Would a Labour Inspector find your business in breach of minimum employment law standards?
The Labour Inspectorate enforces and monitors minimum employment standards such as the minimum wage, holidays and leave entitlements. A Labour Inspector has the legal right to issue a financial penalty, liability to both the company and the directors as an individual for arrears in wages and holiday pay, and the business may be added to the Non-Compliant Employer List maintained by the Ministry of Business, Innovation and Employment (MBIE).
Quite simply, a Labour Inspector can conduct a proactive audit on any business at any time. There is a current trend in the retail, hospitality and other sectors that typically employ migrant employees and minimum wage earners. Over the past year, the Labour Inspectorate has taken 19 cases to the Employment Relations Authority/Employment Court that resulted in penalties awarded to the amount of nearly $260,000 in wage and holiday pay arrears and over $450,000 in penalties to be paid personally by individuals.
Determining whether a shareholder is also an employee requires you to determine what the real nature of the relationship is. This test, which is similar to the test for determining whether a person is an independent contractor or an employee, requires analysing the intentions of the parties and how the relationship operates in practice. This is obviously specific to each individual arrangement/relationship.
The recent case of Labour Inspector v Satyam Limited¹ highlights that penalties were awarded to both the employer and director as follows:
• to the employer, who operates a convenience store, a penalty in the sum of $18,000 for failure to keep accurate records and public holiday entitlement breaches; and
• to the sole director of the business, a penalty in the sum of $9,000, as a person involved in the breaches.

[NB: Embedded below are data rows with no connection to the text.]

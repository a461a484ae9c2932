//! Remote emit control.
//!
//! Emitter and receiver roles take fire commands off the control topic
//! instead of a local sync line. A broadcast node fires on any token; a
//! targeted node fires only when the payload names its own identifier.
//! Anything malformed is a counted no-op, never a fault.

use crate::node::{EmitMode, NodeId};
use crate::ranging::PulseDriver;
use crate::wire;

/// Longest control payload accepted before it is dismissed unread.
pub const EMIT_PAYLOAD_MAX: usize = 16;

/// What a control payload ended up doing.
#[derive(Clone, Copy, Debug, PartialEq, Eq)]
pub enum EmitDecision {
    Fired,
    Ignored(IgnoreReason),
}

/// Why a control payload did not fire the pulse.
#[derive(Clone, Copy, Debug, PartialEq, Eq)]
pub enum IgnoreReason {
    /// Empty, over-length, non-text, or not a node identifier.
    Malformed,
    /// Well-formed but addressed to a different node.
    OtherTarget,
}

/// Running totals for the control channel.
#[derive(Clone, Copy, Debug, Default, PartialEq, Eq)]
pub struct EmitStats {
    pub fired: u32,
    pub ignored: u32,
}

/// Maps inbound control payloads to local pulse firings.
#[derive(Debug)]
pub struct EmitControl {
    id: NodeId,
    mode: EmitMode,
    stats: EmitStats,
}

impl EmitControl {
    #[must_use]
    pub const fn new(id: NodeId, mode: EmitMode) -> Self {
        Self {
            id,
            mode,
            stats: EmitStats {
                fired: 0,
                ignored: 0,
            },
        }
    }

    /// Topic this control expects to be subscribed on.
    #[must_use]
    pub fn control_topic(&self) -> wire::Topic {
        match self.mode {
            EmitMode::Broadcast => {
                wire::Topic::try_from(wire::EMIT_TOPIC).expect("shared topic fits its buffer")
            }
            EmitMode::Targeted => wire::command_topic(self.id),
        }
    }

    /// Handles one control payload, firing the pulse when it applies.
    pub fn on_message<P: PulseDriver>(&mut self, payload: &[u8], pulse: &mut P) -> EmitDecision {
        let decision = self.decide(payload);
        match decision {
            EmitDecision::Fired => {
                pulse.fire();
                self.stats.fired = self.stats.fired.saturating_add(1);
            }
            EmitDecision::Ignored(_) => {
                self.stats.ignored = self.stats.ignored.saturating_add(1);
            }
        }
        decision
    }

    fn decide(&self, payload: &[u8]) -> EmitDecision {
        if payload.is_empty() || payload.len() > EMIT_PAYLOAD_MAX {
            return EmitDecision::Ignored(IgnoreReason::Malformed);
        }

        match self.mode {
            // Any bounded token means "emit now".
            EmitMode::Broadcast => EmitDecision::Fired,
            EmitMode::Targeted => {
                let Ok(text) = core::str::from_utf8(payload) else {
                    return EmitDecision::Ignored(IgnoreReason::Malformed);
                };
                match wire::parse_node_id(text.trim()) {
                    Some(target) if target == self.id => EmitDecision::Fired,
                    Some(_) => EmitDecision::Ignored(IgnoreReason::OtherTarget),
                    None => EmitDecision::Ignored(IgnoreReason::Malformed),
                }
            }
        }
    }

    #[must_use]
    pub const fn stats(&self) -> &EmitStats {
        &self.stats
    }

    #[must_use]
    pub const fn mode(&self) -> EmitMode {
        self.mode
    }
}
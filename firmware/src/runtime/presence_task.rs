use embassy_stm32 as hal;
use embassy_stm32::Peri;
use embassy_stm32::gpio::{Input, Pull};
use embassy_time::{Duration, Instant, Ticker};

use ranging_core::node::NodeConfig;
use ranging_core::ranging::EchoInput;
use ranging_core::ranging::presence::PresenceDetector;
use ranging_core::wire::{self, Payload};

use crate::hw::sonar::EchoPin;
use crate::link::{Publication, PublishQueue};
use crate::status;
use crate::telemetry::{NodeEventLog, NodeInstant};

#[embassy_executor::task]
pub async fn run(
    echo_pin: Peri<'static, hal::peripherals::PA5>,
    node: NodeConfig,
    publications: &'static PublishQueue,
) -> ! {
    let mut echo = EchoPin::new(Input::new(echo_pin, Pull::Down));
    let mut detector: PresenceDetector = PresenceDetector::new();
    let mut events = NodeEventLog::new();
    let mut ticker = Ticker::every(Duration::from_micros(node.presence_period_micros));
    let publications = publications.sender();

    loop {
        ticker.next().await;

        let update = detector.push(echo.echo_is_high());
        status::record_presence(update.present);
        if update.transition.is_none() {
            continue;
        }

        events.record_presence(&update, NodeInstant::from(Instant::now()));
        defmt::info!(
            "presence: {}",
            if update.present { "present" } else { "absent" }
        );

        let publication = Publication {
            topic: wire::presence_topic(node.id),
            payload: Payload::try_from(wire::presence_payload(update.present))
                .expect("presence payload fits its buffer"),
        };
        if publications.try_send(publication).is_err() {
            defmt::warn!("presence: publish queue full, transition dropped");
        }
    }
}
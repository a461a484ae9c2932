//! Telemetry link lifecycle.
//!
//! The supervisor owns the `Disconnected → Connecting → Connected` state
//! machine and its retry clock, but never blocks: `service` is polled with
//! the current time, and broker acknowledgements arrive as [`PortEvent`]s
//! fed in by whatever task pumps the transport. Failures all land in the
//! same place, a fixed backoff and another attempt. Nothing is queued
//! across an outage; a publish against a down link is dropped and counted.

use heapless::Vec;

use crate::wire::{ClientId, Topic};

/// Ack/close/message events surfaced by the transport pump.
#[derive(Clone, Copy, Debug, PartialEq, Eq)]
pub enum PortEvent<'a> {
    /// Broker acknowledged the open handshake.
    Opened,
    /// Transport dropped or the broker closed the session.
    Closed,
    /// Inbound message on a subscribed topic.
    Message { topic: &'a str, payload: &'a [u8] },
}

/// Transport seam the supervisor drives.
///
/// Implementations are expected to be non-blocking command writers; the
/// matching acknowledgements come back later as [`PortEvent`]s.
pub trait LinkPort {
    type Error;

    /// Starts the open handshake under the given client identifier.
    fn open(&mut self, client: &ClientId) -> Result<(), Self::Error>;

    /// Requests a subscription on `topic`.
    fn subscribe(&mut self, topic: &str) -> Result<(), Self::Error>;

    /// Sends one message on `topic`.
    fn publish(&mut self, topic: &str, payload: &str) -> Result<(), Self::Error>;
}

/// Link lifecycle states.
#[derive(Clone, Copy, Debug, PartialEq, Eq)]
pub enum LinkState {
    Disconnected,
    Connecting,
    Connected,
}

impl LinkState {
    #[must_use]
    pub const fn is_connected(self) -> bool {
        matches!(self, LinkState::Connected)
    }
}

/// Fixed delay between connection attempts.
pub const RETRY_BACKOFF_MICROS: u64 = 5_000_000;

/// Budget for the broker to acknowledge an open handshake.
pub const CONNECT_TIMEOUT_MICROS: u64 = 5_000_000;

/// Most subscriptions any role requests at connect time.
pub const MAX_LINK_SUBSCRIPTIONS: usize = 2;

/// Retry and handshake tuning. All times in microseconds.
#[derive(Clone, Copy, Debug, PartialEq, Eq)]
pub struct LinkConfig {
    pub retry_backoff_micros: u64,
    pub connect_timeout_micros: u64,
}

impl LinkConfig {
    pub const DEFAULT: Self = Self {
        retry_backoff_micros: RETRY_BACKOFF_MICROS,
        connect_timeout_micros: CONNECT_TIMEOUT_MICROS,
    };
}

impl Default for LinkConfig {
    fn default() -> Self {
        Self::DEFAULT
    }
}

/// Why a publish did not go out.
#[derive(Clone, Copy, Debug, PartialEq, Eq)]
pub enum PublishError {
    /// Link was not in `Connected`; the sample is gone, not queued.
    NotConnected,
    /// The transport rejected the write; the link restarts.
    LinkLost,
}

/// Error adding a connect-time subscription.
#[derive(Clone, Copy, Debug, PartialEq, Eq)]
pub struct SubscriptionListFull;

/// Running totals for the link.
#[derive(Clone, Copy, Debug, Default, PartialEq, Eq)]
pub struct LinkStats {
    /// Open handshakes started.
    pub attempts: u32,
    /// Handshakes that reached `Connected`.
    pub connects: u32,
    /// Failures of any kind (open refused, handshake timeout, close, write).
    pub failures: u32,
    /// Messages successfully handed to the transport.
    pub published: u32,
    /// Publishes dropped because the link was down.
    pub dropped: u32,
}

/// Drives one transport through the link lifecycle.
#[derive(Debug)]
pub struct LinkSupervisor {
    state: LinkState,
    config: LinkConfig,
    client: ClientId,
    subscriptions: Vec<Topic, MAX_LINK_SUBSCRIPTIONS>,
    next_attempt_at: Option<u64>,
    connect_deadline: Option<u64>,
    stats: LinkStats,
}

impl LinkSupervisor {
    #[must_use]
    pub fn new(client: ClientId, config: LinkConfig) -> Self {
        Self {
            state: LinkState::Disconnected,
            config,
            client,
            subscriptions: Vec::new(),
            next_attempt_at: None,
            connect_deadline: None,
            stats: LinkStats::default(),
        }
    }

    /// Registers a topic to subscribe on every successful handshake.
    pub fn add_subscription(&mut self, topic: Topic) -> Result<(), SubscriptionListFull> {
        self.subscriptions
            .push(topic)
            .map_err(|_| SubscriptionListFull)
    }

    /// Polls the lifecycle: starts an attempt when the backoff allows it
    /// and recycles a handshake that outlived its budget.
    pub fn service<P: LinkPort>(&mut self, now: u64, port: &mut P) -> LinkState {
        match self.state {
            LinkState::Disconnected => {
                if self.next_attempt_at.is_none_or(|at| now >= at) {
                    self.stats.attempts = self.stats.attempts.saturating_add(1);
                    match port.open(&self.client) {
                        Ok(()) => {
                            self.state = LinkState::Connecting;
                            self.connect_deadline =
                                Some(now.saturating_add(self.config.connect_timeout_micros));
                        }
                        Err(_) => self.fail(now),
                    }
                }
            }
            LinkState::Connecting => {
                if self.connect_deadline.is_some_and(|deadline| now >= deadline) {
                    self.fail(now);
                }
            }
            LinkState::Connected => {}
        }
        self.state
    }

    /// Handles the broker's open acknowledgement: subscribes the role's
    /// topics and settles into `Connected`. Stale acks are ignored.
    pub fn on_opened<P: LinkPort>(&mut self, now: u64, port: &mut P) -> LinkState {
        if self.state != LinkState::Connecting {
            return self.state;
        }

        for topic in &self.subscriptions {
            if port.subscribe(topic).is_err() {
                self.fail(now);
                return self.state;
            }
        }

        self.state = LinkState::Connected;
        self.connect_deadline = None;
        self.next_attempt_at = None;
        self.stats.connects = self.stats.connects.saturating_add(1);
        self.state
    }

    /// Handles a transport close. A close while already down is stale.
    pub fn on_closed(&mut self, now: u64) -> LinkState {
        if self.state != LinkState::Disconnected {
            self.fail(now);
        }
        self.state
    }

    /// Sends one message, or reports why it could not go out.
    ///
    /// A write failure restarts the link; the message itself is never
    /// retried.
    pub fn publish<P: LinkPort>(
        &mut self,
        now: u64,
        port: &mut P,
        topic: &str,
        payload: &str,
    ) -> Result<(), PublishError> {
        if self.state != LinkState::Connected {
            self.stats.dropped = self.stats.dropped.saturating_add(1);
            return Err(PublishError::NotConnected);
        }

        match port.publish(topic, payload) {
            Ok(()) => {
                self.stats.published = self.stats.published.saturating_add(1);
                Ok(())
            }
            Err(_) => {
                self.fail(now);
                Err(PublishError::LinkLost)
            }
        }
    }

    fn fail(&mut self, now: u64) {
        self.state = LinkState::Disconnected;
        self.connect_deadline = None;
        self.next_attempt_at = Some(now.saturating_add(self.config.retry_backoff_micros));
        self.stats.failures = self.stats.failures.saturating_add(1);
    }

    #[must_use]
    pub const fn state(&self) -> LinkState {
        self.state
    }

    #[must_use]
    pub const fn is_connected(&self) -> bool {
        self.state.is_connected()
    }

    #[must_use]
    pub const fn stats(&self) -> &LinkStats {
        &self.stats
    }

    /// Earliest time the next open attempt may start, if throttled.
    #[must_use]
    pub const fn next_attempt_at(&self) -> Option<u64> {
        self.next_attempt_at
    }
}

An essential requirement is for every employee to have a signed, written employment agreement. Some employers try to get around this by offering an unpaid “on the job” trial, however we advise to tread with caution that the employee does not actually perform work for the business². Instead, employers can utilize a precise trial period clause, for employers with less than 20 employees, and must ensure the agreement is signed prior to work commences. A good ‘test’ to ascertain whether the employment relationship has started is to ask “have the terms of the employment been agreed, including a discussion on salary, hours to work and other details”³.
Secondly, employees must be on the correct type of employment agreement. There are three types of employment agreements including permanent (full time and part time), casual and fixed term. Each agreement affects the employee’s entitlements to holidays and leave; thereby showcasing the imperative need for employers get this right, as this is step one.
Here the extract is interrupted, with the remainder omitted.